_WHAT TO PRODUCE_. From the listing below, reproduce word for word the part that opens with the line containing "self.keys.binary_search(&key).is_ok()" and closes with the line containing "in key order."; reproduce nothing else.

....

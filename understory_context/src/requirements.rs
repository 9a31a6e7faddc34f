// Copyright 2025 the Understory Authors
// SPDX-License-Identifier: Apache-2.0 OR MIT

//! Declared context consumption.

use smallvec::SmallVec;

use crate::key::ContextKey;

/// Most components consume a handful of channels at most.
const INLINE_CAPACITY: usize = 4;

/// The set of context channels a component declares it consumes.
///
/// A host only hands a component the channels it declared (see
/// [`ContextValue::select`](crate::ContextValue::select)), so wrappers that add
/// a channel must [`union`](Self::union) their requirement with the wrapped
/// component's.
///
/// # Example
///
/// ```rust
/// use understory_context::{ContextKey, ContextRequirements};
///
/// const LOCALE: ContextKey = ContextKey::new("@@app/locale");
/// const THEME: ContextKey = ContextKey::new("@@app/theme");
///
/// let base = ContextRequirements::new().with(LOCALE);
/// let wrapped = base.union(&ContextRequirements::new().with(THEME));
///
/// assert!(wrapped.contains(LOCALE));
/// assert!(wrapped.contains(THEME));
/// assert_eq!(wrapped.len(), 2);
/// ```
#[derive(Clone, Debug, Default, PartialEq, Eq)]
pub struct ContextRequirements {
    /// Sorted and free of duplicates.
    keys: SmallVec<[ContextKey; INLINE_CAPACITY]>,
}

impl ContextRequirements {
    /// Creates an empty requirement set.
    #[must_use]
    pub fn new() -> Self {
        Self::default()
    }

    /// Adds `key` to the set, builder style.
    #[must_use]
    pub fn with(mut self, key: ContextKey) -> Self {
        self.require(key);
        self
    }

    /// Adds `key` to the set.
    ///
    /// Returns `true` if the key was not already required.
    pub fn require(&mut self, key: ContextKey) -> bool {
        match self.keys.binary_search(&key) {
            Ok(_) => false,
            Err(idx) => {
                self.keys.insert(idx, key);
                true
            }
        }
    }

    /// Returns `true` if `key` is required.
    #[must_use]
    pub fn contains(&self, key: ContextKey) -> bool {
        self.keys.binary_search(&key).is_ok()
    }

    /// Returns a set holding every key of `self` and of `other`.
    #[must_use]
    pub fn union(&self, other: &Self) -> Self {
        let mut out = self.clone();
        for key in other.iter() {
            out.require(key);
        }
        out
    }

    /// Returns an iterator over the required keys, in key order.
    pub fn iter(&self) -> impl Iterator<Item = ContextKey> + '_ {
        self.keys.iter().copied()
    }

    /// Returns the number of required keys.
    #[must_use]
    #[inline]
    pub fn len(&self) -> usize {
        self.keys.len()
    }

    /// Returns `true` if nothing is required.
    #[must_use]
    #[inline]
    pub fn is_empty(&self) -> bool {
        self.keys.is_empty()
    }
}

impl FromIterator<ContextKey> for ContextRequirements {
    fn from_iter<I: IntoIterator<Item = ContextKey>>(iter: I) -> Self {
        let mut out = Self::new();
        for key in iter {
            out.require(key);
        }
        out
    }
}
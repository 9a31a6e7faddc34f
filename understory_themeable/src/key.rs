// Copyright 2025 the Understory Authors
// SPDX-License-Identifier: Apache-2.0 OR MIT

//! Per-definition identity tokens.

use core::fmt;
use core::sync::atomic::{AtomicU64, Ordering};

/// Serial of the next key to mint. Zero is never handed out, and the counter
/// stops at `u64::MAX` instead of wrapping.
static NEXT_SERIAL: AtomicU64 = AtomicU64::new(1);

/// Identifies one themeable component definition inside a
/// [`ThemeBundle`](crate::ThemeBundle).
///
/// A key is minted by every call to [`Themeable::new`](crate::Themeable::new),
/// so wrapping the same component twice yields two keys. Keys have no public
/// constructor and carry nothing but their identity: the only way to address
/// a component's bundle entry is to obtain its key from the wrapped
/// definition via [`Themeable::theme_key`](crate::Themeable::theme_key).
#[derive(Copy, Clone, PartialEq, Eq, Hash)]
pub struct ThemeKey(u64);

impl ThemeKey {
    /// Mints a key distinct from every key minted before.
    ///
    /// # Panics
    ///
    /// Panics if the serial space is exhausted.
    pub(crate) fn mint() -> Self {
        let Some(serial) = take_serial(&NEXT_SERIAL) else {
            panic!("ThemeKey serial space exhausted");
        };
        #[cfg(feature = "tracing")]
        tracing::trace!(serial, "minted theme key");
        Self(serial)
    }
}

/// Takes the next serial from `counter`, or `None` once it reached `u64::MAX`.
///
/// The counter stays at `u64::MAX` after that, so no serial is handed out twice.
fn take_serial(counter: &AtomicU64) -> Option<u64> {
    counter
        .fetch_update(Ordering::Relaxed, Ordering::Relaxed, |serial| {
            serial.checked_add(1)
        })
        .ok()
}

impl fmt::Debug for ThemeKey {
    fn fmt(&self, f: &mut fmt::Formatter<'_>) -> fmt::Result {
        f.debug_tuple("ThemeKey").field(&self.0).finish()
    }
}
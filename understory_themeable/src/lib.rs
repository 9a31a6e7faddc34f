// Copyright 2025 the Understory Authors
// SPDX-License-Identifier: Apache-2.0 OR MIT

//! Understory Themeable: theme resolution for components.
//!
//! A component wrapped with [`Themeable`] gets a resolved
//! [`theme`](Themed::theme) from three layers, most specific first:
//!
//! **Explicit → Ambient → Default → empty**
//!
//! - **Explicit**: the `theme` prop of the instance (see [`ThemeProp`]). It
//!   replaces the ambient layer outright.
//! - **Ambient**: the entry addressed to this component's [`ThemeKey`] in the
//!   [`ThemeBundle`] an ancestor packed into the context with
//!   [`pack_theme_bundle`].
//! - **Default**: an optional theme set on the wrapped definition. The winning
//!   layer is merged over it, one level deep.
//!
//! ## Identity
//!
//! Every call to [`Themeable::new`] mints a new [`ThemeKey`]. Providers use it
//! to address a theme to one component definition, so wrapping the same
//! component twice gives two independently themeable definitions.
//!
//! ## Caching
//!
//! [`Themed`] resolves its theme on first read and returns the same object
//! until an update changes its inputs. Changes are detected in
//! [`ComponentInstance::will_update`](understory_context::ComponentInstance::will_update)
//! by identity: a new explicit theme object, or a different ambient entry for
//! this component's key. Anything else, including changes to other context
//! channels or to other components' bundle entries, keeps the cache.
//!
//! Hosts without a pre-update hook can use [`SnapshotThemeCache`], which
//! compares inputs against the previous resolution on every read.
//!
//! ## Example
//!
//! ```rust
//! use understory_context::{Component, ContextStack, ContextValue, Element, mount, rerender};
//! use understory_themeable::{ThemeBundle, ThemeObject, Themeable, pack_theme_bundle};
//!
//! struct Button;
//!
//! impl Component for Button {
//!     type Props = Option<ThemeObject>;
//!     type Instance = Element<Option<ThemeObject>>;
//!
//!     fn display_name(&self) -> &str {
//!         "Button"
//!     }
//!
//!     fn instantiate(&self, props: Self::Props, context: Option<ContextValue>) -> Self::Instance {
//!         Element::new(props, context)
//!     }
//! }
//!
//! let button = Themeable::new(Button)
//!     .with_default_theme(ThemeObject::builder().set("color", "blue").build());
//!
//! // No provider: the default theme applies.
//! let root = ContextStack::new();
//! let plain = mount(&button, None, &root);
//! assert_eq!(plain.theme().get_str("color"), Some("blue"));
//!
//! // A provider addresses a theme to `button`.
//! let mut stack = ContextStack::new();
//! stack.push(pack_theme_bundle(
//!     ThemeBundle::builder()
//!         .theme_for(&button, ThemeObject::builder().set("color", "red").set("size", "m").build())
//!         .build(),
//! ));
//! let mut themed = mount(&button, None, &stack);
//! assert_eq!(themed.theme().get_str("color"), Some("red"));
//!
//! // An explicit theme wins over the provider.
//! let green = ThemeObject::builder().set("color", "green").build();
//! rerender(&button, &mut themed, Some(green), &stack);
//! assert_eq!(themed.theme().get_str("color"), Some("green"));
//! assert_eq!(themed.theme().get_str("size"), None);
//! ```
//!
//! ## Features
//!
//! - `tracing`: emit [`tracing`](https://docs.rs/tracing) events when keys are
//!   minted, themes are resolved, and caches are invalidated.
//!
//! ## `no_std` Support
//!
//! This crate is `no_std` and uses `alloc`. It does not depend on `std`.

#![no_std]

extern crate alloc;

mod bundle;
mod channel;
mod key;
mod resolve;
mod themeable;
mod value;

pub use bundle::{ThemeBundle, ThemeBundleBuilder};
pub use channel::{
    ChannelTypeError, THEME_CONTEXT_KEY, pack_theme_bundle, theme_bundle_entry,
    theme_context_requirements, try_unpack_theme_bundle, unpack_theme_bundle,
};
pub use key::ThemeKey;
pub use resolve::{SnapshotThemeCache, ThemeCache, ThemeSource, resolve_theme};
pub use themeable::{ThemeProp, Themeable, Themed};
pub use value::{ThemeObject, ThemeObjectBuilder, ThemeValue};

....

_RESULT FOR THIS EXERCISE_.
        self.keys.binary_search(&key).is_ok()
    }

    /// Returns a set holding every key of `self` and of `other`.
    #[must_use]
    pub fn union(&self, other: &Self) -> Self {
        let mut out = self.clone();
        for key in other.iter() {
            out.require(key);
        }
        out
    }

    /// Returns an iterator over the required keys, in key order.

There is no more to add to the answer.